About this exercise: Scan the entries that follow and work out how many lines contain "RenderedProject". Give the number and nothing else.

Stored items
————

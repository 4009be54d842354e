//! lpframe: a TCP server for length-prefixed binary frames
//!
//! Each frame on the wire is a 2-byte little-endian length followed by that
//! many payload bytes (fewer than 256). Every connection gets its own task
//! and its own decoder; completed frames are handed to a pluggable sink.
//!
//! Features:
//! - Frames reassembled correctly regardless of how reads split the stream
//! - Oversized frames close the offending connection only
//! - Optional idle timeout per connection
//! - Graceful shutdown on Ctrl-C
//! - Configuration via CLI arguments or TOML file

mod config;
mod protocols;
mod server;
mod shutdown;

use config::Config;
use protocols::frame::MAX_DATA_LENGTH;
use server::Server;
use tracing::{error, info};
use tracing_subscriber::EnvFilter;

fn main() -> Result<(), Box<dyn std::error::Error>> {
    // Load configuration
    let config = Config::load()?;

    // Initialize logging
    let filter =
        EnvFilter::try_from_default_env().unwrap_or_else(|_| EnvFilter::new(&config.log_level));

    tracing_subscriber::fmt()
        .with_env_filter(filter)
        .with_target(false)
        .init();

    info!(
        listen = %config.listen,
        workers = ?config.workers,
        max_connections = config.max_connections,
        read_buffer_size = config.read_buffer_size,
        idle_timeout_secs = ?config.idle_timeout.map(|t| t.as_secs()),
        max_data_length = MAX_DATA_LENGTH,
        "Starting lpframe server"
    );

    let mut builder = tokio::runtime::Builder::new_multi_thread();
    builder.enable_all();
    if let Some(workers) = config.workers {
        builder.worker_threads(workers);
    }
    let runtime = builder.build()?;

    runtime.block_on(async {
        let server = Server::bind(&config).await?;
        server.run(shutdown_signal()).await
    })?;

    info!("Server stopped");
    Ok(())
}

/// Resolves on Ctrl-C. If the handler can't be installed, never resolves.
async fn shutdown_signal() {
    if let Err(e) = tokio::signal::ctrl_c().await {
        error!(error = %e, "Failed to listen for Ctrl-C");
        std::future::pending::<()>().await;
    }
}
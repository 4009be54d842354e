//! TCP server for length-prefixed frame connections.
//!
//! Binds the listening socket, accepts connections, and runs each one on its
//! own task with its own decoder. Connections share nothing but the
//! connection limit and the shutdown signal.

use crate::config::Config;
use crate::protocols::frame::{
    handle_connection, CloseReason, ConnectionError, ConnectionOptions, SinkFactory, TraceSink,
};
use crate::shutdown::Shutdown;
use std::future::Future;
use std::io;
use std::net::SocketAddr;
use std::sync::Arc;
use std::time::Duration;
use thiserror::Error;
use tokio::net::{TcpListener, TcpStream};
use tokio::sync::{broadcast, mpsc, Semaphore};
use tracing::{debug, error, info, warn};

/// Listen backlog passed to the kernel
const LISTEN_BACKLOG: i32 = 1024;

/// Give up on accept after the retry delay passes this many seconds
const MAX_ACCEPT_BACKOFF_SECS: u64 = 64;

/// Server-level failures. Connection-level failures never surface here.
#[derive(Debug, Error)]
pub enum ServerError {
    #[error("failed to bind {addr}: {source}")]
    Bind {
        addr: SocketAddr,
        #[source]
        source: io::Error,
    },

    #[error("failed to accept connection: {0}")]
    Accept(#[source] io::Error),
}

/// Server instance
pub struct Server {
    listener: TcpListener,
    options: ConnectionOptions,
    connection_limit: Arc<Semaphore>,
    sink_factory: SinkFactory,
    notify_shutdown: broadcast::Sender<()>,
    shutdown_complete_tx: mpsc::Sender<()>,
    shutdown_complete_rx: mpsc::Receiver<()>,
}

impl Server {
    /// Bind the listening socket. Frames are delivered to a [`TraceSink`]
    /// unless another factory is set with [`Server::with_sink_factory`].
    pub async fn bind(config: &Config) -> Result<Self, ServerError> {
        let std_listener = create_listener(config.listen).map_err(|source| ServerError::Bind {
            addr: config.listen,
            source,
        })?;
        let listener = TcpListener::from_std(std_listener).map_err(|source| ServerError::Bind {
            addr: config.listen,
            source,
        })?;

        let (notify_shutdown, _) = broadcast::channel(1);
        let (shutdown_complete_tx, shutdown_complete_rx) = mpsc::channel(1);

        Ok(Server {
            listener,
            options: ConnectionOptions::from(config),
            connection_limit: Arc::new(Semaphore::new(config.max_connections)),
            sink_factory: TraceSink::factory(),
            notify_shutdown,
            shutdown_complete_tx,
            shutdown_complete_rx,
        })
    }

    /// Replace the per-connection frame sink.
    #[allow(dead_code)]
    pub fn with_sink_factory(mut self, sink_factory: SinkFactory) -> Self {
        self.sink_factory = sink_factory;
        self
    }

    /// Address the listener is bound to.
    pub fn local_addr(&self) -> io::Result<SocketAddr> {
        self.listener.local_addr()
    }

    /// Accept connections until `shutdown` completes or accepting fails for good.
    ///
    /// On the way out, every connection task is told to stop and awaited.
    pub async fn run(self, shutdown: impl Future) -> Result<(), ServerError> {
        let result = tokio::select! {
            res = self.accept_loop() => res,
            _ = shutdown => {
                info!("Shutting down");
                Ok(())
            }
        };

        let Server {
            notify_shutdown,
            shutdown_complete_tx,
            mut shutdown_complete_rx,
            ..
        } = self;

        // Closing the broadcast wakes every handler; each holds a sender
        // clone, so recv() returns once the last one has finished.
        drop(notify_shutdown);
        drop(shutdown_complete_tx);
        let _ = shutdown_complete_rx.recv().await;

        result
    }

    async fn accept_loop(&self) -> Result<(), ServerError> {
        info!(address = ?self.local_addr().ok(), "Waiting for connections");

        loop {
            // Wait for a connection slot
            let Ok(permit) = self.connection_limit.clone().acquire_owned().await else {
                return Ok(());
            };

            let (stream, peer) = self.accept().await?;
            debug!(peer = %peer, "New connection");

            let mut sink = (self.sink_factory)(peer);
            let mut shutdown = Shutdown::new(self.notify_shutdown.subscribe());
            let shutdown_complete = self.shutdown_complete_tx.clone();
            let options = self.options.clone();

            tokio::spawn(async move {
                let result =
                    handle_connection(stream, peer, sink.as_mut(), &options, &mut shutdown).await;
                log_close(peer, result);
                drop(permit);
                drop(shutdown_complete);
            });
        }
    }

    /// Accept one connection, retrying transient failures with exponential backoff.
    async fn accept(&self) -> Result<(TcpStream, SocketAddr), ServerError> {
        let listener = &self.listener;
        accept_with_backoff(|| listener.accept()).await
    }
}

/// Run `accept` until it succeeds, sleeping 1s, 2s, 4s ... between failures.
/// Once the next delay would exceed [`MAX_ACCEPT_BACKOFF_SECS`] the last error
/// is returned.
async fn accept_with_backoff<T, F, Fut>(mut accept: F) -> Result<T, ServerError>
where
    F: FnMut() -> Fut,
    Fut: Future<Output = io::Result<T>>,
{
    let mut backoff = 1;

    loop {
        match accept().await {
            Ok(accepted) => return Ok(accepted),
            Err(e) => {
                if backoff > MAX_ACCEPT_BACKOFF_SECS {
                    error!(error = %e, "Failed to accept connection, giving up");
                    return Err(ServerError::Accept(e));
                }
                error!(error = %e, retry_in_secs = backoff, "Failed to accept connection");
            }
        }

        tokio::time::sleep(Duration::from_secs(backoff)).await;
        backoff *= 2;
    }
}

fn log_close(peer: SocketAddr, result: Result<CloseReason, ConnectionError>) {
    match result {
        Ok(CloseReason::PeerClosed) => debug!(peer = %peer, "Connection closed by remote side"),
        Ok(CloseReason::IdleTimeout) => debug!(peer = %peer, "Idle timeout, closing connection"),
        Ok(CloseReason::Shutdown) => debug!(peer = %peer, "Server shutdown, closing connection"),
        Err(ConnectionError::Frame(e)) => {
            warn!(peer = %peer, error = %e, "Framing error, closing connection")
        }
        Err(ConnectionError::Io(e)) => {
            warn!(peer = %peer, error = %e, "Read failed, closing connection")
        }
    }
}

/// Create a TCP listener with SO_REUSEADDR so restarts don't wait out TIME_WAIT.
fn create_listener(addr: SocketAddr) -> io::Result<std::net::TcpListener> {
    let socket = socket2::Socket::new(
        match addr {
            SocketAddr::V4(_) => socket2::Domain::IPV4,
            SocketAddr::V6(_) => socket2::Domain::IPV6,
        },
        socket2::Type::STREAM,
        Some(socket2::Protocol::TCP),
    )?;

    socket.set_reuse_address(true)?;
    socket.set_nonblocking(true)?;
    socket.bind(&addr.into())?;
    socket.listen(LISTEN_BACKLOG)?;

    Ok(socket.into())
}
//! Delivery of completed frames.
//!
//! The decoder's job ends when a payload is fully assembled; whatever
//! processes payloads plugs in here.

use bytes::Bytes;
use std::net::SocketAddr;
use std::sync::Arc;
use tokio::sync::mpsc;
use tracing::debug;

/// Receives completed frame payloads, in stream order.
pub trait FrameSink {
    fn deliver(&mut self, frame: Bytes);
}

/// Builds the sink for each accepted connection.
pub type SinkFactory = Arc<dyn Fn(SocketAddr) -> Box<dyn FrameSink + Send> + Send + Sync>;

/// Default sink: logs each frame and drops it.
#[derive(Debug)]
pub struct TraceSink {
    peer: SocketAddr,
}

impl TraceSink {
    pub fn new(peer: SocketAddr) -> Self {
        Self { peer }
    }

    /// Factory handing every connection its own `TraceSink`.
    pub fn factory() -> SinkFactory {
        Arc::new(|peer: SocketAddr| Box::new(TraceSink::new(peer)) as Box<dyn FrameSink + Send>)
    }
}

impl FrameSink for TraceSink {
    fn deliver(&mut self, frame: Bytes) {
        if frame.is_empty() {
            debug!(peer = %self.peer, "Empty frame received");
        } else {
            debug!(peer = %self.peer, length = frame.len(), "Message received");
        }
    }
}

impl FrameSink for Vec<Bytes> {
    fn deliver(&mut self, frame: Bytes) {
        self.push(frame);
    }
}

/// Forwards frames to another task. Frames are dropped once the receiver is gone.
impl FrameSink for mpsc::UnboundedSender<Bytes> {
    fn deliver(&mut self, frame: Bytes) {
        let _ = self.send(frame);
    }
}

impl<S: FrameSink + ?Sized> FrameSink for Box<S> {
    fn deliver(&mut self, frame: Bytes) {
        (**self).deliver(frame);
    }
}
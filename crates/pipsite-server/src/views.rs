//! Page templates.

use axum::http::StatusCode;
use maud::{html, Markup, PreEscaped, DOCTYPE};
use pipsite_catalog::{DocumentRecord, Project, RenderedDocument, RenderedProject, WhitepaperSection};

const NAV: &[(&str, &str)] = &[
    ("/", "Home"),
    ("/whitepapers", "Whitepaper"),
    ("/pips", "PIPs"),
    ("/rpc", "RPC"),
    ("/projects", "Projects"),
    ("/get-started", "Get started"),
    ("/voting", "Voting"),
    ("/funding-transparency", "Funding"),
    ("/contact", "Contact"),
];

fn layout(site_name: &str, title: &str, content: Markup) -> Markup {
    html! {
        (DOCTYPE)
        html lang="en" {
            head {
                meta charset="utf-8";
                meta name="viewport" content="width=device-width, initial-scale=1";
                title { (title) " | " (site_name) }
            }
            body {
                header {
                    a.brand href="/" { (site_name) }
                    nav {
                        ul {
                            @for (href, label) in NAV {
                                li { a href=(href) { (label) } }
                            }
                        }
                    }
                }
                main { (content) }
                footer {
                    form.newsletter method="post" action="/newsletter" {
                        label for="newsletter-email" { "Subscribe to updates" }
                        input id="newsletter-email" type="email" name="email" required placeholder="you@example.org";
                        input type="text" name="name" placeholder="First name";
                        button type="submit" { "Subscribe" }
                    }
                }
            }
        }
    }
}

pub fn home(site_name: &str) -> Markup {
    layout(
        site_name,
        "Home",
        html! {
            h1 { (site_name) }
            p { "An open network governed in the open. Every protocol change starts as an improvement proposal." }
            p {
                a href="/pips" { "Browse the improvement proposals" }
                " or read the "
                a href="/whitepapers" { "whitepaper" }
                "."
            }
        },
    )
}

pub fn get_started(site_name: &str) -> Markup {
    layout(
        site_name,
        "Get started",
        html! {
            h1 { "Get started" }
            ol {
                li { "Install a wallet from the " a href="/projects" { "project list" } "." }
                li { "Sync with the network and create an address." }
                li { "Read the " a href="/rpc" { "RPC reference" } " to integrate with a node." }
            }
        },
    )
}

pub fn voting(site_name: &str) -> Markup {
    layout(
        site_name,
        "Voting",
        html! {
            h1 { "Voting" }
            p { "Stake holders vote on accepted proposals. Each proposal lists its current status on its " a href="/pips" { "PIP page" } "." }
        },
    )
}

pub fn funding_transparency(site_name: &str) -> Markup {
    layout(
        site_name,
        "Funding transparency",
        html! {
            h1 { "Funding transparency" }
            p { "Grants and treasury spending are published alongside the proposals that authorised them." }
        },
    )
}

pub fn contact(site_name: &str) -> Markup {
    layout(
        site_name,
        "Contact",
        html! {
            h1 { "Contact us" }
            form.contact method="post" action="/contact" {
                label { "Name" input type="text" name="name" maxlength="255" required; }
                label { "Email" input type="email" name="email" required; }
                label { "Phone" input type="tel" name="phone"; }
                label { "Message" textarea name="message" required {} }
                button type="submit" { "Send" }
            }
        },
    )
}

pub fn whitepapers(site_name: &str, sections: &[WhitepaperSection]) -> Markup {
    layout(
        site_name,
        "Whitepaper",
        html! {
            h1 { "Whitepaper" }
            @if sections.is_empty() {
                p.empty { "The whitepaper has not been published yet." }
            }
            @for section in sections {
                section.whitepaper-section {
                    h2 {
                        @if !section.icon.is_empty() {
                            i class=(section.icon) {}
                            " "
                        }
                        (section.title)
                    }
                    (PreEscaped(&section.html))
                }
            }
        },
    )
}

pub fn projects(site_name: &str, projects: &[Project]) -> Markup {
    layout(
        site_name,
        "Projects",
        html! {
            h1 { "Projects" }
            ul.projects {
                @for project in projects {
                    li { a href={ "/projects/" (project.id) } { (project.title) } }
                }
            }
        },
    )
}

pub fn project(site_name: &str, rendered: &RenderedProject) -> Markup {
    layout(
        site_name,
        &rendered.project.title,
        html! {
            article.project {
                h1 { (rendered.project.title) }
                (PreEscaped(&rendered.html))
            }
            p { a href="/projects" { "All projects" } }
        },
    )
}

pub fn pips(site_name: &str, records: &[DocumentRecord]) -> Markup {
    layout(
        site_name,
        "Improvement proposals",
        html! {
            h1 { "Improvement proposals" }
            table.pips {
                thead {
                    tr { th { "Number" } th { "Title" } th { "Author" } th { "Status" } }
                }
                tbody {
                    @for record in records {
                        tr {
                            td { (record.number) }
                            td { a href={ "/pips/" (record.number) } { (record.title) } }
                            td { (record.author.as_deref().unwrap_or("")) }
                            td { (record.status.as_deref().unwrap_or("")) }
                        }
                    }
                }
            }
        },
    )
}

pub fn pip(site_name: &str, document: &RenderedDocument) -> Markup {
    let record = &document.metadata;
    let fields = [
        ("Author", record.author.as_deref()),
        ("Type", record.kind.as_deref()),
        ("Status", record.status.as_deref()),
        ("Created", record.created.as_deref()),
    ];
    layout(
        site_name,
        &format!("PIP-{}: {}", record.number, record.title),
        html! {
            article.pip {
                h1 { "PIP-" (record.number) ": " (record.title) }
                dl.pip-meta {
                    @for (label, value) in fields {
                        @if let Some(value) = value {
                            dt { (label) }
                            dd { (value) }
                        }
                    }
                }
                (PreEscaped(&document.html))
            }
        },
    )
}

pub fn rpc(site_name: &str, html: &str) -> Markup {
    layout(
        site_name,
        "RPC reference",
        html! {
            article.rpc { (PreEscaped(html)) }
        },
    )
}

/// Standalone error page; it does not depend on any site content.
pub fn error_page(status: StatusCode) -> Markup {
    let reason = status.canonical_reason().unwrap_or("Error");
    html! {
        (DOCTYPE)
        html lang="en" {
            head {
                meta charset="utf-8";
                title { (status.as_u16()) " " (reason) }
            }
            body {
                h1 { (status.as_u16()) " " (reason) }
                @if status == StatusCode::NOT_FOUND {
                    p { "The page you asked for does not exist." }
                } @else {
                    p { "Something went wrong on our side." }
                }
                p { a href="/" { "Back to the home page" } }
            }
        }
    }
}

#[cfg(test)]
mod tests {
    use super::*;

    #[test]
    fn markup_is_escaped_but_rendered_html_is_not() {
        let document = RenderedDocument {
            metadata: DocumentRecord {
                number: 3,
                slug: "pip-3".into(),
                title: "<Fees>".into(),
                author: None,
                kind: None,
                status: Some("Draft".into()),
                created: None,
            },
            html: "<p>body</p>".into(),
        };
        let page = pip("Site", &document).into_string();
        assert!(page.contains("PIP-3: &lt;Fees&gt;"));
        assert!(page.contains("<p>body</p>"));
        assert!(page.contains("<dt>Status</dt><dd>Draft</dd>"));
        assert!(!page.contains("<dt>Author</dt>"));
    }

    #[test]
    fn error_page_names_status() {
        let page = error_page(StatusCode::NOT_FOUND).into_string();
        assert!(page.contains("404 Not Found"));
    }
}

————

Output for this task: 2